BiographyEdward G. Acheson

Acheson was born in southwestern Pennsylvania and raised its coal fields. At the age of 16, after his father died, he left school to help support his family. Nevertheless, Acheson devoted his nights to the scientific endeavors, especially electrical experiments.

In 1880, Acheson attempted to sell a battery of his own invention to Thomas Edison, who ended up hiring him to assist with his research. He experimented with creating a conducting carbon that Edison could use in his electric light bulbs.

After working for Edison for four years, Acheson left his employ to become an independent inventor. In 1891, Acheson acquired access to an electric
generating plant and attempted to use electric heat to impregnate clay with carbon. What resulted from this experiment was his discovery of a crystalline substance that had value as an abrasive, which Acheson named “carborundum” (also known as silicon carbide).
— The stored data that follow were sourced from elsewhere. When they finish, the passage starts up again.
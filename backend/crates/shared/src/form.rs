//! Form errors
//!
//! Submitted forms are validated field by field. A rejected submission is
//! not an error response: the form is rendered again with the submitted
//! values and the messages collected here, keyed by field name.

use std::borrow::Cow;
use std::collections::BTreeMap;

/// Message shown for a required field left empty
pub const REQUIRED: &str = "This field is required.";

/// Per-field validation messages
#[derive(Debug, Clone, Default, PartialEq, Eq)]
pub struct FieldErrors {
    fields: BTreeMap<&'static str, Vec<Cow<'static, str>>>,
}

impl FieldErrors {
    pub fn new() -> Self {
        Self::default()
    }

    /// Record a message against `field`
    pub fn add(&mut self, field: &'static str, message: impl Into<Cow<'static, str>>) {
        self.fields.entry(field).or_default().push(message.into());
    }

    /// Messages for one field, empty when the field is clean
    pub fn get(&self, field: &str) -> &[Cow<'static, str>] {
        self.fields.get(field).map(Vec::as_slice).unwrap_or(&[])
    }

    pub fn has(&self, field: &str) -> bool {
        !self.get(field).is_empty()
    }

    pub fn is_empty(&self) -> bool {
        self.fields.is_empty()
    }

    /// Number of fields carrying at least one message
    pub fn len(&self) -> usize {
        self.fields.len()
    }

    pub fn fields(&self) -> impl Iterator<Item = &'static str> + '_ {
        self.fields.keys().copied()
    }

    /// `Ok(value)` when no field was rejected
    pub fn into_result<T>(self, value: T) -> Result<T, FieldErrors> {
        if self.is_empty() { Ok(value) } else { Err(self) }
    }
}

/// Unwrap a field check, recording its message on failure.
///
/// Lets a form run every check before reporting, instead of stopping at
/// the first bad field.
pub fn collect<T, M>(
    errors: &mut FieldErrors,
    field: &'static str,
    result: Result<T, M>,
) -> Option<T>
where
    M: Into<Cow<'static, str>>,
{
    match result {
        Ok(value) => Some(value),
        Err(message) => {
            errors.add(field, message);
            None
        }
    }
}

#[cfg(test)]
mod tests {
    use super::*;

    #[test]
    fn test_empty_by_default() {
        let errors = FieldErrors::new();
        assert!(errors.is_empty());
        assert!(errors.get("name").is_empty());
        assert_eq!(errors.clone().into_result(7), Ok(7));
    }

    #[test]
    fn test_add_and_get() {
        let mut errors = FieldErrors::new();
        errors.add("name", REQUIRED);
        errors.add("name", "Second problem.");
        errors.add("url", "Enter a valid URL.");

        assert_eq!(errors.len(), 2);
        assert_eq!(errors.get("name").len(), 2);
        assert!(errors.has("url"));
        assert!(!errors.has("title"));
        assert_eq!(errors.fields().collect::<Vec<_>>(), vec!["name", "url"]);
    }

    #[test]
    fn test_collect_keeps_going() {
        let mut errors = FieldErrors::new();
        let a = collect(&mut errors, "a", Ok::<_, &'static str>(1));
        let b = collect(&mut errors, "b", Err::<i32, _>("bad b"));
        let c = collect(&mut errors, "c", Err::<i32, _>(String::from("bad c")));

        assert_eq!(a, Some(1));
        assert!(b.is_none() && c.is_none());
        assert_eq!(errors.get("c")[0], "bad c");
        assert!(errors.into_result(()).is_err());
    }
}
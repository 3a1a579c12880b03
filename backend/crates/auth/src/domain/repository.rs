//! Repository Traits
//!
//! Interfaces for data persistence. Implementations are in the infra layer.

use uuid::Uuid;

use crate::domain::entity::{
    auth::Auth, auth_session::AuthSession, user::User, user_profile::UserProfile,
};
use crate::domain::value_object::{user_id::UserId, user_name::UserName};
use crate::error::AuthResult;

#[trait_variant::make(UserRepository: Send)]
pub trait LocalUserRepository {
    async fn create(&self, user: &User) -> AuthResult<()>;

    async fn find_by_id(&self, user_id: &UserId) -> AuthResult<Option<User>>;

    /// Lookup by canonical (lowercase) name
    async fn find_by_user_name(&self, user_name: &UserName) -> AuthResult<Option<User>>;

    async fn exists_by_user_name(&self, user_name: &UserName) -> AuthResult<bool>;

    async fn update(&self, user: &User) -> AuthResult<()>;
}

/// Auth credentials repository trait
#[trait_variant::make(AuthRepository: Send)]
pub trait LocalAuthRepository {
    async fn create(&self, auth: &Auth) -> AuthResult<()>;

    async fn find_by_user_id(&self, user_id: &UserId) -> AuthResult<Option<Auth>>;
}

#[trait_variant::make(UserProfileRepository: Send)]
pub trait LocalUserProfileRepository {
    async fn create(&self, profile: &UserProfile) -> AuthResult<()>;

    async fn find_by_user_id(&self, user_id: &UserId) -> AuthResult<Option<UserProfile>>;
}

#[trait_variant::make(AuthSessionRepository: Send)]
pub trait LocalAuthSessionRepository {
    async fn create(&self, session: &AuthSession) -> AuthResult<()>;

    async fn find_by_id(&self, session_id: Uuid) -> AuthResult<Option<AuthSession>>;

    /// Update session (e.g., last activity)
    async fn update(&self, session: &AuthSession) -> AuthResult<()>;

    async fn delete(&self, session_id: Uuid) -> AuthResult<()>;

    /// Delete expired sessions, returning how many were removed
    async fn cleanup_expired(&self) -> AuthResult<u64>;
}

/// Writes a new account's rows together or not at all
#[trait_variant::make(AuthUnitOfWork: Send)]
pub trait LocalAuthUnitOfWork: UserRepository + AuthRepository + UserProfileRepository {
    /// Persist the user, their credentials and their profile in one transaction
    async fn create_account(
        &self,
        user: &User,
        auth: &Auth,
        profile: &UserProfile,
    ) -> AuthResult<()>;
}

/// An uploaded profile picture before it is stored
#[derive(Debug, Clone)]
pub struct PictureUpload {
    /// Name the browser sent, used only for its extension
    pub file_name: String,
    pub bytes: Vec<u8>,
}

/// Where profile pictures are kept
#[trait_variant::make(PictureStore: Send)]
pub trait LocalPictureStore {
    /// Store the picture and return its path relative to the media root
    async fn save(&self, upload: PictureUpload) -> AuthResult<String>;

    /// Remove a picture previously returned by `save`
    async fn delete(&self, path: &str) -> AuthResult<()>;
}

/// Everything the identity layer persists, behind one handle
pub trait AuthStore:
    UserRepository
    + AuthRepository
    + UserProfileRepository
    + AuthSessionRepository
    + AuthUnitOfWork
    + Clone
    + Send
    + Sync
    + 'static
{
}

impl<T> AuthStore for T where
    T: UserRepository
        + AuthRepository
        + UserProfileRepository
        + AuthSessionRepository
        + AuthUnitOfWork
        + Clone
        + Send
        + Sync
        + 'static
{
}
In 1894, he established the Carborundum Company in Monongahela City, Pennsylvania, which created grinding wheels, whet stones, knife sharpeners, and powdered abrasives. Later, Acheson used his electric furnace to produce artificial graphite, which  he commercialized, discovering that various organic substances allowed colloidal suspension of particles of graphite mixed in oil or water.

Acheson received 70 patents related to abrasives, graphite products, reduction of oxides, and refractories. ECS awarded him the first Acheson Award, named in his honor, in 1931.